Elezioni FIGC, Tavecchio altra gaffe. De Rossi e Chiellini lo scaricano

Pubblicato il autore: Maurizio Pezzuco Segui

tavecchio

“L’assassino di John Kennedy non ha subito quello che ho subito in questi giorni”. Parole di Carlo Tavecchio, candidato numero uno alla presidenza della FIGC. Ai microfoni Rai di Radio1, Tavecchio ha provato, con questa discutibile frase, a difendere la sua posizione paragonandosi a Lee Harvey Oswald, l’uomo accusato di aver sparato nel 1963 a John Fitzgerald Kennedy.

Benzina sul fuoco. Due senatori della nazionale azzurra si sono schierati contro la candidatura di Tavecchio. Daniele De Rossi centrocampista della Roma ha sottolineato: “Non giudico la persona, ma le sue parole sono gravi. Faccio una battuta: se ora dovessi litigare con un ragazzo di colore in campo e dirgli “tu mangi le banane”, guai a squalificarmi: sarebbe solo una gaffe”.
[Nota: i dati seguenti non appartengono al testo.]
use std::ffi::OsString;
use std::path::Path;

use tracing::{debug, info};

use crate::astro::Equatorial;
use crate::config::ToolConfig;
use crate::error::Result;
use crate::fits;
use crate::process::run_tool;

/// What the solver is told up front to narrow its search.
#[derive(Clone, Debug, PartialEq)]
pub struct SolveHint {
    /// Expected plate scale, arcsec per pixel.
    pub pixel_scale: f64,
    /// Commanded pointing, if the header has one.
    pub target: Option<Equatorial>,
    /// Search radius around `target`, degrees.
    pub radius_deg: f64,
}

/// Allowed deviation from the nominal plate scale.
const SCALE_TOLERANCE: f64 = 0.1;

fn solver_args(image: &Path, hint: &SolveHint, outdir: &Path, cpu_limit: u64) -> Vec<OsString> {
    let mut args: Vec<OsString> = [
        "--overwrite",
        "--no-plots",
        "--no-remove-lines",
        "--new-fits",
        "none",
        "--corr",
        "none",
        "--match",
        "none",
        "--rdls",
        "none",
        "--index-xyls",
        "none",
        "--scale-units",
        "arcsecperpix",
    ]
    .iter()
    .map(OsString::from)
    .collect();
    let scale = |v: f64| OsString::from(format!("{v:.3}"));
    args.push("--scale-low".into());
    args.push(scale(hint.pixel_scale * (1.0 - SCALE_TOLERANCE)));
    args.push("--scale-high".into());
    args.push(scale(hint.pixel_scale * (1.0 + SCALE_TOLERANCE)));
    if let Some(target) = hint.target {
        args.push("--ra".into());
        args.push(format!("{:.5}", target.ra_deg).into());
        args.push("--dec".into());
        args.push(format!("{:.5}", target.dec_deg).into());
        args.push("--radius".into());
        args.push(format!("{:.2}", hint.radius_deg).into());
    }
    args.push("--cpulimit".into());
    args.push(cpu_limit.to_string().into());
    args.push("--dir".into());
    args.push(outdir.into());
    args.push(image.into());
    args
}

/// Run `solve-field` on `image` and copy the solution into its header.
///
/// Returns `Ok(false)` when the solver finished without a solution.
pub(super) fn solve(tool: &ToolConfig, image: &Path, hint: &SolveHint, outdir: &Path) -> Result<bool> {
    let stem = image
        .file_stem()
        .map(|s| s.to_string_lossy().into_owned())
        .unwrap_or_default();
    let solved_marker = outdir.join(format!("{stem}.solved"));
    let wcs_file = outdir.join(format!("{stem}.wcs"));

    let args = solver_args(image, hint, outdir, tool.timeout_secs);
    run_tool(tool, args, Some(outdir), None)?;

    if !solved_marker.is_file() || !wcs_file.is_file() {
        debug!(image = %image.display(), "Solver found no solution");
        return Ok(false);
    }
    let solution = fits::read_header(&wcs_file)?;
    fits::update_header(image, |header| header.merge(&solution))?;
    info!(image = %image.display(), "Astrometric solution attached");
    Ok(true)
}
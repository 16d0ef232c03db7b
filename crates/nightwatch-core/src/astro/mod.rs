//! Positional astronomy for the observing-condition columns.
//!
//! Low precision throughout (arcminute level), which is ample for airmass,
//! lunar separation and pointing error on a wide-field camera.

mod coords;
mod ephemeris;
mod wcs;

pub use coords::{
    airmass, angular_separation, equatorial_to_horizontal, gmst_deg, julian_date,
    parse_timestamp, Equatorial, Horizontal,
};
pub use ephemeris::{moon_illumination, moon_position, sun_position};
pub use wcs::Wcs;
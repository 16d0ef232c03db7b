use crate::config::SiteConfig;
use crate::fits::{Header, Value};

use super::sexagesimal::{dec_to_sexagesimal, ra_to_sexagesimal, ut_start_timestamp};
use super::sidecar::SidecarMetadata;

/// Header cards to merge into a frame's working copy, in insertion order.
#[derive(Clone, Debug, Default, PartialEq)]
pub struct HeaderOverlay {
    entries: Vec<(String, Value)>,
}

impl HeaderOverlay {
    pub fn new() -> Self {
        Self::default()
    }

    /// Header-ready values for whichever sidecar fields are present.
    pub fn from_sidecar(meta: &SidecarMetadata, night: &str) -> Self {
        let mut overlay = Self::new();
        if let Some(ref target) = meta.target {
            overlay.insert("OBJECT", Value::Str(target.clone()));
        }
        if let Some(exposure) = meta.exposure_s {
            overlay.insert("EXPTIME", Value::Float(exposure));
        }
        if let Some(ra) = meta.ra_deg {
            overlay.insert("RA", Value::Str(ra_to_sexagesimal(ra)));
        }
        if let Some(dec) = meta.dec_deg {
            overlay.insert("DEC", Value::Str(dec_to_sexagesimal(dec)));
        }
        if let Some(ut) = meta.ut_start_hours {
            overlay.insert("DATE-OBS", Value::Str(ut_start_timestamp(night, ut)));
        }
        if let Some(ref imtype) = meta.image_type {
            overlay.insert("IMAGETYP", Value::Str(imtype.clone()));
        }
        overlay
    }

    /// Observatory location cards.
    pub fn site(site: &SiteConfig) -> Self {
        let mut overlay = Self::new();
        overlay.insert("LAT-OBS", Value::Float(site.latitude));
        overlay.insert("LONG-OBS", Value::Float(site.longitude));
        overlay.insert("ALT-OBS", Value::Float(site.altitude));
        overlay
    }

    pub fn insert(&mut self, key: &str, value: Value) {
        let key = key.to_ascii_uppercase();
        match self.entries.iter_mut().find(|(k, _)| *k == key) {
            Some(entry) => entry.1 = value,
            None => self.entries.push((key, value)),
        }
    }

    pub fn extend(&mut self, other: HeaderOverlay) {
        for (key, value) in other.entries {
            self.insert(&key, value);
        }
    }

    pub fn get(&self, key: &str) -> Option<&Value> {
        self.entries
            .iter()
            .find(|(k, _)| k.eq_ignore_ascii_case(key))
            .map(|(_, v)| v)
    }

    pub fn entries(&self) -> &[(String, Value)] {
        &self.entries
    }

    pub fn len(&self) -> usize {
        self.entries.len()
    }

    pub fn is_empty(&self) -> bool {
        self.entries.is_empty()
    }

    pub fn apply(&self, header: &mut Header) {
        for (key, value) in &self.entries {
            header.set(key, value.clone());
        }
    }
}
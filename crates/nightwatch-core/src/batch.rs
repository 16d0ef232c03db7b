//! Offline replay of one night: classify every frame already on disk and
//! dispatch the object frames in frame-number order.

use std::fs;

use chrono::Utc;
use tracing::{info, warn};

use crate::classify::classify_frame;
use crate::config::NightwatchConfig;
use crate::error::{NightwatchError, Result};
use crate::frame::{Frame, FrameType};
use crate::layout::NightLayout;
use crate::monitor::{DispatchOutcome, FrameRunner};

/// Progress hooks for the batch driver. All methods default to no-ops.
pub trait BatchProgress {
    /// `total` frames matched the naming pattern.
    fn begin(&self, _total: usize) {}

    /// One frame was handled; `outcome` is `None` when it was skipped.
    fn frame_done(&self, _name: &str, _outcome: Option<&DispatchOutcome>) {}

    fn finish(&self) {}
}

/// Silent progress, for callers that only want the summary.
pub struct NoProgress;
impl BatchProgress for NoProgress {}

#[derive(Clone, Debug, Default, PartialEq, Eq)]
pub struct NightSummary {
    pub frames: usize,
    /// Basenames in the order they were dispatched.
    pub dispatched: Vec<String>,
    pub skipped: usize,
    pub failed: usize,
    pub timed_out: usize,
}

impl NightSummary {
    pub fn succeeded(&self) -> usize {
        self.dispatched.len() - self.failed - self.timed_out
    }
}

/// Frames of `night` that follow the naming pattern, by embedded index.
pub fn list_night_frames(config: &NightwatchConfig, night: &str) -> Result<Vec<Frame>> {
    let layout = NightLayout::new(&config.layout, night);
    if !layout.raw_dir.is_dir() {
        return Err(NightwatchError::InputNotFound(layout.raw_dir));
    }
    let names: Vec<String> = fs::read_dir(&layout.raw_dir)?
        .filter_map(|e| e.ok())
        .filter_map(|e| e.file_name().to_str().map(str::to_string))
        .collect();
    let now = Utc::now();
    config
        .layout
        .frames
        .sort_frames(names)
        .into_iter()
        .map(|name| Frame::from_path(&layout.raw_dir.join(name), now))
        .collect()
}

/// Classify and dispatch a whole night.
///
/// `clobber` rides on the first dispatched frame only. Individual frame
/// failures are counted, never returned.
pub fn run_night(
    config: &NightwatchConfig,
    night: &str,
    clobber: bool,
    runner: &mut dyn FrameRunner,
    progress: &dyn BatchProgress,
) -> Result<NightSummary> {
    let frames = list_night_frames(config, night)?;
    info!(night, frames = frames.len(), clobber, "Processing night");
    progress.begin(frames.len());

    let mut summary = NightSummary {
        frames: frames.len(),
        ..Default::default()
    };
    let mut clobber_pending = clobber;
    for frame in &frames {
        let frame_type = classify_frame(config, frame);
        if !frame_type.qualifies() {
            match frame_type {
                FrameType::Unknown => warn!(frame = %frame.file_name(), "No image type; skipping"),
                other => info!(frame = %frame.file_name(), image_type = %other, "Skipping"),
            }
            summary.skipped += 1;
            progress.frame_done(&frame.basename, None);
            continue;
        }

        let outcome = runner.run(frame, clobber_pending);
        clobber_pending = false;
        outcome.log(frame);
        match outcome {
            DispatchOutcome::Succeeded => {}
            DispatchOutcome::Failed(_) => summary.failed += 1,
            DispatchOutcome::TimedOut => summary.timed_out += 1,
        }
        summary.dispatched.push(frame.basename.clone());
        progress.frame_done(&frame.basename, Some(&outcome));
    }

    progress.finish();
    info!(
        night,
        dispatched = summary.dispatched.len(),
        skipped = summary.skipped,
        failed = summary.failed + summary.timed_out,
        "Night complete"
    );
    Ok(summary)
}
Presa di posizione chiara anche per il difensore della Juventus, Giorgio Chiellini: “Credo che in questo momento ci sia solo una persona adeguata a quel ruolo, ovvero Demetrio Albertini . Bisogna scegliere giustamente per il bene del calcio italiano e non per interessi singoli. Bisogna smetterla di fare certe figure con il mondo”.